§ YOUR OBJECTIVE
What lines of the data hold the string "this"? Pull each one out.

§ ENTRIES PROVIDED
====================

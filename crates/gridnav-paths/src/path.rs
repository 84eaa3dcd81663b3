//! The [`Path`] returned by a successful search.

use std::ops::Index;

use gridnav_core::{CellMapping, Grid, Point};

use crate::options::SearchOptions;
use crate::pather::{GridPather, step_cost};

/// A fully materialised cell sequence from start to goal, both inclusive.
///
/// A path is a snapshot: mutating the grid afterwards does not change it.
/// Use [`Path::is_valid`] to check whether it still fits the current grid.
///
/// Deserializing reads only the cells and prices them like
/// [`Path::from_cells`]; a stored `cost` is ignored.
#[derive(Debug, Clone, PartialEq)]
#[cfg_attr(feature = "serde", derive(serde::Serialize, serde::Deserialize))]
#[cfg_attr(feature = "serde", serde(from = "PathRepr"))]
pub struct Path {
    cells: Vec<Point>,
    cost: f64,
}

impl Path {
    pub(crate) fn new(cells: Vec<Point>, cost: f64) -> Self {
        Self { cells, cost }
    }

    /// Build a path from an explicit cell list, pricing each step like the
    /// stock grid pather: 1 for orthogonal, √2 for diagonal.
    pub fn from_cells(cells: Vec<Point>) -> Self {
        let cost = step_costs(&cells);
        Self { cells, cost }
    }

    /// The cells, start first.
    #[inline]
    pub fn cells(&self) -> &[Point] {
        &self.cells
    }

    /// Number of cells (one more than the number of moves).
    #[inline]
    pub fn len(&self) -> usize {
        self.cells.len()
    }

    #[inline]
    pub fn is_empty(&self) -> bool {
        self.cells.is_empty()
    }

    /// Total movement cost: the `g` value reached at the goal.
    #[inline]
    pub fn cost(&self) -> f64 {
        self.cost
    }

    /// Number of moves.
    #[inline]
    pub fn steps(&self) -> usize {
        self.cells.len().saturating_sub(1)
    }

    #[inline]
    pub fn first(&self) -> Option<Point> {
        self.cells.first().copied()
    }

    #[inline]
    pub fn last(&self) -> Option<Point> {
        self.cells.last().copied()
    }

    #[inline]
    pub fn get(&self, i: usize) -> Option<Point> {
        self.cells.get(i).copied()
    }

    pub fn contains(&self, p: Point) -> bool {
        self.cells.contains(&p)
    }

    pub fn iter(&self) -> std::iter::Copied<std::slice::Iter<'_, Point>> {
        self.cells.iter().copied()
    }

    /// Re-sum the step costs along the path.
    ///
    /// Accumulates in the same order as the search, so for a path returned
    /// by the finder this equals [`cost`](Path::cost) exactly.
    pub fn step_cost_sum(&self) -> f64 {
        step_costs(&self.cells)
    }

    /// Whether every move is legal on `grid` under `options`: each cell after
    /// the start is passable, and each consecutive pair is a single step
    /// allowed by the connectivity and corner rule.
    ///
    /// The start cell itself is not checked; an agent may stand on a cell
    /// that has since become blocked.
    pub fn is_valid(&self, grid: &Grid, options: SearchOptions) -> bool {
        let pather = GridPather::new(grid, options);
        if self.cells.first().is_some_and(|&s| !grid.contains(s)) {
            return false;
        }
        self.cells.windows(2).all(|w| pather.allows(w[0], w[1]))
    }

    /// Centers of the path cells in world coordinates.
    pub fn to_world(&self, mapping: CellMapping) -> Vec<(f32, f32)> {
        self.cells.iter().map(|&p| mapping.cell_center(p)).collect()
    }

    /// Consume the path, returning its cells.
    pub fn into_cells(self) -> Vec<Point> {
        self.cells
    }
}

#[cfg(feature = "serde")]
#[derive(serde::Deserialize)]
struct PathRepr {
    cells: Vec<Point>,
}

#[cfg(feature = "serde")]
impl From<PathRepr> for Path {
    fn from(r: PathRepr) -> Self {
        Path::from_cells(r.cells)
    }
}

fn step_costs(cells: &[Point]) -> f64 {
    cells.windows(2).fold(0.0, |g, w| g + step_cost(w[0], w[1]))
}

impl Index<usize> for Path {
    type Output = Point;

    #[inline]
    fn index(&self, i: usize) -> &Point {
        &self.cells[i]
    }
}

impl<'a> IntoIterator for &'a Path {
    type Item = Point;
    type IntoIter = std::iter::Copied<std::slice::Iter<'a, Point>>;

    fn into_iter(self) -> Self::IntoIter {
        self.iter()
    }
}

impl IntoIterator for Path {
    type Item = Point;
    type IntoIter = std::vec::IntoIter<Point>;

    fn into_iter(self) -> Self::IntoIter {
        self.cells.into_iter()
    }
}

====================

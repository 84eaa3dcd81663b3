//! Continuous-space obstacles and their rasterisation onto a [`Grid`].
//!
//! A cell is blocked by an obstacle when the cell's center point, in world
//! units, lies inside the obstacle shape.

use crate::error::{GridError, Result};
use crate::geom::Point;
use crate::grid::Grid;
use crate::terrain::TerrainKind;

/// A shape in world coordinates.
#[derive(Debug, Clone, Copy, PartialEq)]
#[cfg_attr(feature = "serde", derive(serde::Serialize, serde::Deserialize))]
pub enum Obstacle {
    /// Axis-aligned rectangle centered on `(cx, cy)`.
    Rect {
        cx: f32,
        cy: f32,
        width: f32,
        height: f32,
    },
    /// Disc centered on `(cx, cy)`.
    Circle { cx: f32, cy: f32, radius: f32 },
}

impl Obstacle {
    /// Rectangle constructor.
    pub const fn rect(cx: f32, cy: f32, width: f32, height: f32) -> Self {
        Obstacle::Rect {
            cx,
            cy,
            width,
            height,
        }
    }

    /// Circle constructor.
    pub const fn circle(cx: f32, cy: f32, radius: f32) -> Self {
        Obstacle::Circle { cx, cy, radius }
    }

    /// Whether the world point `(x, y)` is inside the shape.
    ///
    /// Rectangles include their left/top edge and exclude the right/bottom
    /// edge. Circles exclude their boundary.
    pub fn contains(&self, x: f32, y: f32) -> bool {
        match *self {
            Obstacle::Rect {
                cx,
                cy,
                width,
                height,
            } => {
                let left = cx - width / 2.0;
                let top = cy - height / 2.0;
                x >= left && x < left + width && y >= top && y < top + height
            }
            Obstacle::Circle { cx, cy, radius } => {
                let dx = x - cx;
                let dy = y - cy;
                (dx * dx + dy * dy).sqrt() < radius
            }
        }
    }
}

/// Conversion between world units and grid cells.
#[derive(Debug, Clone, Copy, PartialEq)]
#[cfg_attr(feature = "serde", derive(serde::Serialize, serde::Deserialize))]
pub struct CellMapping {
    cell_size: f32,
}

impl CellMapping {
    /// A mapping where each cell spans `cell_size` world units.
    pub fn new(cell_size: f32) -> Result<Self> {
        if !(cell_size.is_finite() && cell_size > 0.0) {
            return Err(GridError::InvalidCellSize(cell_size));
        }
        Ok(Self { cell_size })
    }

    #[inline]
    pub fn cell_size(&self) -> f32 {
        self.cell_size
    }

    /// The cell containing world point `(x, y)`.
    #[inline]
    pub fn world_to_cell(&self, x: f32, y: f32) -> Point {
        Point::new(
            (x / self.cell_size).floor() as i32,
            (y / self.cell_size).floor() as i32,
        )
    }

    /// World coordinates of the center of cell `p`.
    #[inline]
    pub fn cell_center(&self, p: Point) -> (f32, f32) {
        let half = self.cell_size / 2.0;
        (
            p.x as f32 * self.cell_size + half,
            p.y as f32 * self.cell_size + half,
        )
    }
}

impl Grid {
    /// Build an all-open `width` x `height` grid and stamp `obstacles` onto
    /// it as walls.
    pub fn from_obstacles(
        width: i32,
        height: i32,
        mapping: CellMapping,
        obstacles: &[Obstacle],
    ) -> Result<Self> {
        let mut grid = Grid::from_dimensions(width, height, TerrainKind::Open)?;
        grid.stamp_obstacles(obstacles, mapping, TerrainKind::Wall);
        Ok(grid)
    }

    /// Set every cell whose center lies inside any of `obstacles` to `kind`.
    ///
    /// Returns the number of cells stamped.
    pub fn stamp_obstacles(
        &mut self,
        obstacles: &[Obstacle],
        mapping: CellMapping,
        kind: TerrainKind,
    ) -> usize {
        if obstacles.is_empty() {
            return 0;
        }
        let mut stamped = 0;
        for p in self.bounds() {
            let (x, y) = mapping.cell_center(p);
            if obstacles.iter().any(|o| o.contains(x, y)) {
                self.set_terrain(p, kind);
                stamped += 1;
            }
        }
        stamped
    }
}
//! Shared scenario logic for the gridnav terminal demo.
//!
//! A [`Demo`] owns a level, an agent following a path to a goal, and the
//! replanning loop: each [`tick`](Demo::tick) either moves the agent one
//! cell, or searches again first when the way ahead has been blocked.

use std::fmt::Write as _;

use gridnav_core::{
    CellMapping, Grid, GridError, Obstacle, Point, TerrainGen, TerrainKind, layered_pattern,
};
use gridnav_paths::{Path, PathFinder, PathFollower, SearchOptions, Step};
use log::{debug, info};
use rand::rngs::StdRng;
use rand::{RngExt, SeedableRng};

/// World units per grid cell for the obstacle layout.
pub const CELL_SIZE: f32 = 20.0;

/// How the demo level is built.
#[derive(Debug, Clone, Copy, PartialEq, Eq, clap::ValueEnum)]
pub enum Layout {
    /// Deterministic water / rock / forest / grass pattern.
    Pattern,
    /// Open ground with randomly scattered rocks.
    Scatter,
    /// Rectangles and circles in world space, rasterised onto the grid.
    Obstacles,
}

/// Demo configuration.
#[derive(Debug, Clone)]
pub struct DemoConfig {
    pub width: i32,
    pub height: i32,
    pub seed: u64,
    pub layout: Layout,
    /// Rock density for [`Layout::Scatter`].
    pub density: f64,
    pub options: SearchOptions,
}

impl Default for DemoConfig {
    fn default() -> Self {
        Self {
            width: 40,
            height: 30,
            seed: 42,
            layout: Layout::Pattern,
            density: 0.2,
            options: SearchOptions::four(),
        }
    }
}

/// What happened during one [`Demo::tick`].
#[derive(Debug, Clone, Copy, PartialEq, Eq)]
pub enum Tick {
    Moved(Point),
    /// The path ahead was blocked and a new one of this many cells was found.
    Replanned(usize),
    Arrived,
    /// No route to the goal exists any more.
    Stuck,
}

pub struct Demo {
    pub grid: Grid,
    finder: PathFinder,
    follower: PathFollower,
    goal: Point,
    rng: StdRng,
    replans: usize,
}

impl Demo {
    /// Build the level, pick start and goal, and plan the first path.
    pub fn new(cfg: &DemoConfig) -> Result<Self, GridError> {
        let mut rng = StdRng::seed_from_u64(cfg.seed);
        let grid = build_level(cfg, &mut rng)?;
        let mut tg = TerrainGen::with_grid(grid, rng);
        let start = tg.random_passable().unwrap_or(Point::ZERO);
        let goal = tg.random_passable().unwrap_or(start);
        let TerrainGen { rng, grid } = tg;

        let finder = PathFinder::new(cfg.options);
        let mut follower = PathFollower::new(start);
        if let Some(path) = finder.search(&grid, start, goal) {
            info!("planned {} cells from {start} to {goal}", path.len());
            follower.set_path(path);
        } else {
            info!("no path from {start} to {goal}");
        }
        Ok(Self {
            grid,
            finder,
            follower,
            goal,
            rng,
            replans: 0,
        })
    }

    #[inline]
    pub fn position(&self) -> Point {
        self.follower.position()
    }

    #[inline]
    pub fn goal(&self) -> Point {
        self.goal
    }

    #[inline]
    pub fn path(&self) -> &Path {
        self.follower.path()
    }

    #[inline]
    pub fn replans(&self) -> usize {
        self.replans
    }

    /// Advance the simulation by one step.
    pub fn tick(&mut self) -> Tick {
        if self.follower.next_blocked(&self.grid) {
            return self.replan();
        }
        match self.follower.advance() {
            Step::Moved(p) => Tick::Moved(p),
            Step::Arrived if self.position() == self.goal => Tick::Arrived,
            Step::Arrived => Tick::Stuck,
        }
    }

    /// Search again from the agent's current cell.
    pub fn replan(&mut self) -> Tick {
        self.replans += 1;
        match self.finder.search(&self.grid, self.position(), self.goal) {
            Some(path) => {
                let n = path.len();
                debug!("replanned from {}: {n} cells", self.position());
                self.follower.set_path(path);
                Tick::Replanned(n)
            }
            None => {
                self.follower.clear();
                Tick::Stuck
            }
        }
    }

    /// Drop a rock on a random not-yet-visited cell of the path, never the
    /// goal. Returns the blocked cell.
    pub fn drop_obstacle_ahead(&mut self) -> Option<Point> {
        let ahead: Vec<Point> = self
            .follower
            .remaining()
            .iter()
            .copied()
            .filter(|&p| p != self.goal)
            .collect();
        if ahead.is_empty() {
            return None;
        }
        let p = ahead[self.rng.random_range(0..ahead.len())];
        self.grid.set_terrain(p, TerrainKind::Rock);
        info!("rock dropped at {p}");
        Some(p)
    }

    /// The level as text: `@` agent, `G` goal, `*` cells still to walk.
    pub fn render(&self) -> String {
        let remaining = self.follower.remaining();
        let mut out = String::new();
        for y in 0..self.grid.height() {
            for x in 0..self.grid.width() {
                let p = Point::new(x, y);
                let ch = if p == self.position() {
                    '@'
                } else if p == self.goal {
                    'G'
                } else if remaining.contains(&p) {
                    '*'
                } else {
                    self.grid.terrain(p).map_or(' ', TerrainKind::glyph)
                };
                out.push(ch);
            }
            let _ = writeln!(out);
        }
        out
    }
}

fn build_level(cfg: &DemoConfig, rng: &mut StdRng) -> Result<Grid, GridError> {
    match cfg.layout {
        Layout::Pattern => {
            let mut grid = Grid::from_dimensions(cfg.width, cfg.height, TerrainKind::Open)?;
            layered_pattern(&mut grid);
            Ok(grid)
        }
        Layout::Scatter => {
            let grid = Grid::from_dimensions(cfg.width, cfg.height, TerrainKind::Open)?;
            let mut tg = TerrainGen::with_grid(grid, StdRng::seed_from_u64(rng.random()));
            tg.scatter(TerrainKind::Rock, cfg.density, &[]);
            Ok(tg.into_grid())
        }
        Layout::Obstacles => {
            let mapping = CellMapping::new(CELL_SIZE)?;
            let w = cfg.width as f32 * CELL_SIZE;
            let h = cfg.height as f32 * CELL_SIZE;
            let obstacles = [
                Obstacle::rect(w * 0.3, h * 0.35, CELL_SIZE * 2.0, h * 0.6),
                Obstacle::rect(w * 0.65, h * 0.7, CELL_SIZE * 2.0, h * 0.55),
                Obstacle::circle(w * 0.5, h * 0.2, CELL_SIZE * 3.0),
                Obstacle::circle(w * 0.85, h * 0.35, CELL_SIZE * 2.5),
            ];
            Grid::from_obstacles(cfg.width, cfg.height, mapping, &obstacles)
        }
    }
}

====================

§ SOLVED PROBLEM
    /// by the finder this equals [`cost`](Path::cost) exactly.
    /// The path ahead was blocked and a new one of this many cells was found.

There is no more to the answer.